_About this task_
When a line of the records below contains the string "ScopeClaims", copy that whole line.

━━ Source data ━━

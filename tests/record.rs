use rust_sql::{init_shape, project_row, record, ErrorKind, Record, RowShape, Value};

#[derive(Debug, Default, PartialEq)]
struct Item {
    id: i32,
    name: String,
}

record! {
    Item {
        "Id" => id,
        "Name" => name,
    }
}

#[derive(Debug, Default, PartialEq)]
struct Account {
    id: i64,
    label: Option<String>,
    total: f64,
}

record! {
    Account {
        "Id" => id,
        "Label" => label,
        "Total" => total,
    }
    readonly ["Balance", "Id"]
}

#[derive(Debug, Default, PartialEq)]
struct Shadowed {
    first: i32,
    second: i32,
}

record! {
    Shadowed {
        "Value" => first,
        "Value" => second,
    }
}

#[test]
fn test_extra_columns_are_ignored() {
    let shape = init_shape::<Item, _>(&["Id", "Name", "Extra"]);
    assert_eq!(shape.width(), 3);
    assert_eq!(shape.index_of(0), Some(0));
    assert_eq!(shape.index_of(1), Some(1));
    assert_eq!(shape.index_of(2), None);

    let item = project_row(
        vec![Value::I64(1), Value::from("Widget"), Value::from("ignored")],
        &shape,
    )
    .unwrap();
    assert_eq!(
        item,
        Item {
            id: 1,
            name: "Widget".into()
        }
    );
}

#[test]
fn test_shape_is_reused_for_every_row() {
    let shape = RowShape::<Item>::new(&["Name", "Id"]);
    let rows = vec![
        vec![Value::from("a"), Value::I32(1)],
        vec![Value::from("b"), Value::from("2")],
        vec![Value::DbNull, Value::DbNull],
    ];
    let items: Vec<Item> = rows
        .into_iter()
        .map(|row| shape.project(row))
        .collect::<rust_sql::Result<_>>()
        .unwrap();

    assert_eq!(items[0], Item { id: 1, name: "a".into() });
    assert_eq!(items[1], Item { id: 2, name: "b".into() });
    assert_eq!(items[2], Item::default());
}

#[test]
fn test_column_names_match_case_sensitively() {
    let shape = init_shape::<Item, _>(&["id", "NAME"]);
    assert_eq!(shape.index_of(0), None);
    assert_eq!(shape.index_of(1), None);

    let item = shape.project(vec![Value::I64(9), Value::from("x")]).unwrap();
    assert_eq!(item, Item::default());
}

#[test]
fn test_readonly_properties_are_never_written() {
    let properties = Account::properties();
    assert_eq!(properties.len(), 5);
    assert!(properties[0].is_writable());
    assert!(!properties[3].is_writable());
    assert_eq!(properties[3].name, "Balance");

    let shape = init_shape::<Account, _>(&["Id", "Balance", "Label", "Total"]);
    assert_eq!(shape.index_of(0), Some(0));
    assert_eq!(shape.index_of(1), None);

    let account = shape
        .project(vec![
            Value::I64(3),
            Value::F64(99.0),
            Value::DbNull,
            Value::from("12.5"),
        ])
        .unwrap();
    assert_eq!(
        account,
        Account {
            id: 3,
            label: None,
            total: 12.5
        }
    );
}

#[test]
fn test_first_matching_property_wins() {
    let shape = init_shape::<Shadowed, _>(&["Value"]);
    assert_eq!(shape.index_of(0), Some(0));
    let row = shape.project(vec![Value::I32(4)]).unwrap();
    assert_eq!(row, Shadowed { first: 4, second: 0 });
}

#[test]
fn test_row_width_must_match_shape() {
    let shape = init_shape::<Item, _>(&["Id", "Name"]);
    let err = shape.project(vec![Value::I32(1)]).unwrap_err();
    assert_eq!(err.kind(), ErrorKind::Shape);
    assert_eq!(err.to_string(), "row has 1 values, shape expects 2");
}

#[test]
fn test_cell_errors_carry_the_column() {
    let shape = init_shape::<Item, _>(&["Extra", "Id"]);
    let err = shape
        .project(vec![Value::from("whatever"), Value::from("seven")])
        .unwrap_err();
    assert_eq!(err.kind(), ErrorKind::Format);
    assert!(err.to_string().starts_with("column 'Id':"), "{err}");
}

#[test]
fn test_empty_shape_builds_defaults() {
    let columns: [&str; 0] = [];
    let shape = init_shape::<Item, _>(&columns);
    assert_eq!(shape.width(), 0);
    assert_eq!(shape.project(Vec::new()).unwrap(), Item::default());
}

━━━
━━ Source data ━━

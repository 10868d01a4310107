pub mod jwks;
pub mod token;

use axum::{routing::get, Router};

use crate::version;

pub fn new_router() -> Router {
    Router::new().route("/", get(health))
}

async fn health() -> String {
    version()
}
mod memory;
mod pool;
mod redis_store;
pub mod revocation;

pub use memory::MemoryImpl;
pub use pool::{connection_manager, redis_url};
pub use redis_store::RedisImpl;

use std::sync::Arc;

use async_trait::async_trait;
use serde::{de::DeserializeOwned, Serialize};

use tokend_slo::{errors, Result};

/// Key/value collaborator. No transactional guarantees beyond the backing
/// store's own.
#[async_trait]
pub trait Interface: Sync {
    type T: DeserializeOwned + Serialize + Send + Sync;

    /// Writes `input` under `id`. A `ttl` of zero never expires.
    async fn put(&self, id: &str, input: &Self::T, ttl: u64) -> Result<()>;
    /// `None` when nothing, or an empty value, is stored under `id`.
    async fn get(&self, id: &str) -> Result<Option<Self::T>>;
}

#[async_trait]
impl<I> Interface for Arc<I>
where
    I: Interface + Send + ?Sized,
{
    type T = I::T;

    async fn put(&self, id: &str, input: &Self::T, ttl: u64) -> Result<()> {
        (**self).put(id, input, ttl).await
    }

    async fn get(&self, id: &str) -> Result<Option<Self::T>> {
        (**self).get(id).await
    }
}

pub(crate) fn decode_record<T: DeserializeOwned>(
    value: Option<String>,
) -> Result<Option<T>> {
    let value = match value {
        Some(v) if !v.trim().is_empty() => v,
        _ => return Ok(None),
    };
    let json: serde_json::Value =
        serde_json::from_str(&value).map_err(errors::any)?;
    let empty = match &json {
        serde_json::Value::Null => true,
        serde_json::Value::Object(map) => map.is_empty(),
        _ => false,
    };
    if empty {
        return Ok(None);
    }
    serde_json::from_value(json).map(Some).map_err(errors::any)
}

━━━
━━ Source data ━━

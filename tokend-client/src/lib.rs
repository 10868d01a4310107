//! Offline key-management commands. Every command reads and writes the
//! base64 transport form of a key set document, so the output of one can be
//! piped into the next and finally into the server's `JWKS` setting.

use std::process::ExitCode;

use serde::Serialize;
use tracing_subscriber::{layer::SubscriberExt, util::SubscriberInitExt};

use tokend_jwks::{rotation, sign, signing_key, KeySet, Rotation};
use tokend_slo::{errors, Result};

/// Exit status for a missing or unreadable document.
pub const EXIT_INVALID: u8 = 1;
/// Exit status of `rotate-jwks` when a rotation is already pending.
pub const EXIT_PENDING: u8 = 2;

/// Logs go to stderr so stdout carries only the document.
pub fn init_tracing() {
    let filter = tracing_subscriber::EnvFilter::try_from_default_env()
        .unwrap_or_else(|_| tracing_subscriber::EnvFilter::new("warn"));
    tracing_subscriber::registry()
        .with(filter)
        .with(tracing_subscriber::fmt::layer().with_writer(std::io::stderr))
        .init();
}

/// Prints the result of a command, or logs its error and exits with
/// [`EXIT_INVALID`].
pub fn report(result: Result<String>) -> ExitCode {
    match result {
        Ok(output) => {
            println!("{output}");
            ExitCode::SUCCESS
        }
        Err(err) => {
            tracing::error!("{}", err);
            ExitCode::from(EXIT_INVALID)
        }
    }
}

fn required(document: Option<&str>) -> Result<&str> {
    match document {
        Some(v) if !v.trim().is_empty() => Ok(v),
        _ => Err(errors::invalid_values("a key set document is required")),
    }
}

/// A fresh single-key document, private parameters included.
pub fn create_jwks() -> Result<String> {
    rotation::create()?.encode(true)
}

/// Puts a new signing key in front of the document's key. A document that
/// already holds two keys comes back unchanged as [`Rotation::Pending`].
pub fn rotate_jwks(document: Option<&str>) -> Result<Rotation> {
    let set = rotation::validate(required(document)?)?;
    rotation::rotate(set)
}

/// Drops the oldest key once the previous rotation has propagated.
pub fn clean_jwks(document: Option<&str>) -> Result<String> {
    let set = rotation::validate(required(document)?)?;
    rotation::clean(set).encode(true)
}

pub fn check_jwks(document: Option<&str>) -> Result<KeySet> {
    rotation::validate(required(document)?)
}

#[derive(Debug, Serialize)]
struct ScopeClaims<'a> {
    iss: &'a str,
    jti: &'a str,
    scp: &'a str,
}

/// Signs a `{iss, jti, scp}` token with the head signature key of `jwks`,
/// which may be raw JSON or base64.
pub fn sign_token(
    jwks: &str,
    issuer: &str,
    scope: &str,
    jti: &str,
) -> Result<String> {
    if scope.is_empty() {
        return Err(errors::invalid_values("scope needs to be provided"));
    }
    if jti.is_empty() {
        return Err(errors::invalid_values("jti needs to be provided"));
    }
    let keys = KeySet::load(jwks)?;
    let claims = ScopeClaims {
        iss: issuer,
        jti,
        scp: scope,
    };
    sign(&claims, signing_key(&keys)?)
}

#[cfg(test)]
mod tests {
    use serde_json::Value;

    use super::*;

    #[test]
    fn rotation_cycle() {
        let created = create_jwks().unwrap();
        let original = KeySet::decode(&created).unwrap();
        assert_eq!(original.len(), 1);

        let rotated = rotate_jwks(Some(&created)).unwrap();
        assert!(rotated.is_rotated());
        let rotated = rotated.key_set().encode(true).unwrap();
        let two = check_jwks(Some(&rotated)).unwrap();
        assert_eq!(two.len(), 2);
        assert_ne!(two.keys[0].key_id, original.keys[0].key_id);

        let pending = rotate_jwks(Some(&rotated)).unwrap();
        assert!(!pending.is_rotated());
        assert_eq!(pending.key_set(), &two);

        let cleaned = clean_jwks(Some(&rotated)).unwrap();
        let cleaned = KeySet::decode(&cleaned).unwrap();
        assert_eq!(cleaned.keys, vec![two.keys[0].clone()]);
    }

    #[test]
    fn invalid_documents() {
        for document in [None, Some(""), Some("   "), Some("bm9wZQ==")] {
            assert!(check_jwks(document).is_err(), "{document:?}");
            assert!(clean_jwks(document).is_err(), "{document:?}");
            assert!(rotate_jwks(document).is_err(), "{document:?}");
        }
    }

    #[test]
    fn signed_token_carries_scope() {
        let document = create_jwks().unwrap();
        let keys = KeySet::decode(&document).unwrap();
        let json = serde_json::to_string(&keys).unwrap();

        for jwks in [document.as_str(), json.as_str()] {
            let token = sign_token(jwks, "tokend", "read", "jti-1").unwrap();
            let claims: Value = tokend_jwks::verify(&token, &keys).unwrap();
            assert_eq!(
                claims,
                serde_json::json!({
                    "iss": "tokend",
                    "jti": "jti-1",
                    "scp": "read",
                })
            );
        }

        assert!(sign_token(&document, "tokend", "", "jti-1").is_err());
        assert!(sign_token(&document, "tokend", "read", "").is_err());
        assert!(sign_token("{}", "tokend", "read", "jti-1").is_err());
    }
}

━━━

_Task answer_
struct ScopeClaims<'a> {
    let claims = ScopeClaims {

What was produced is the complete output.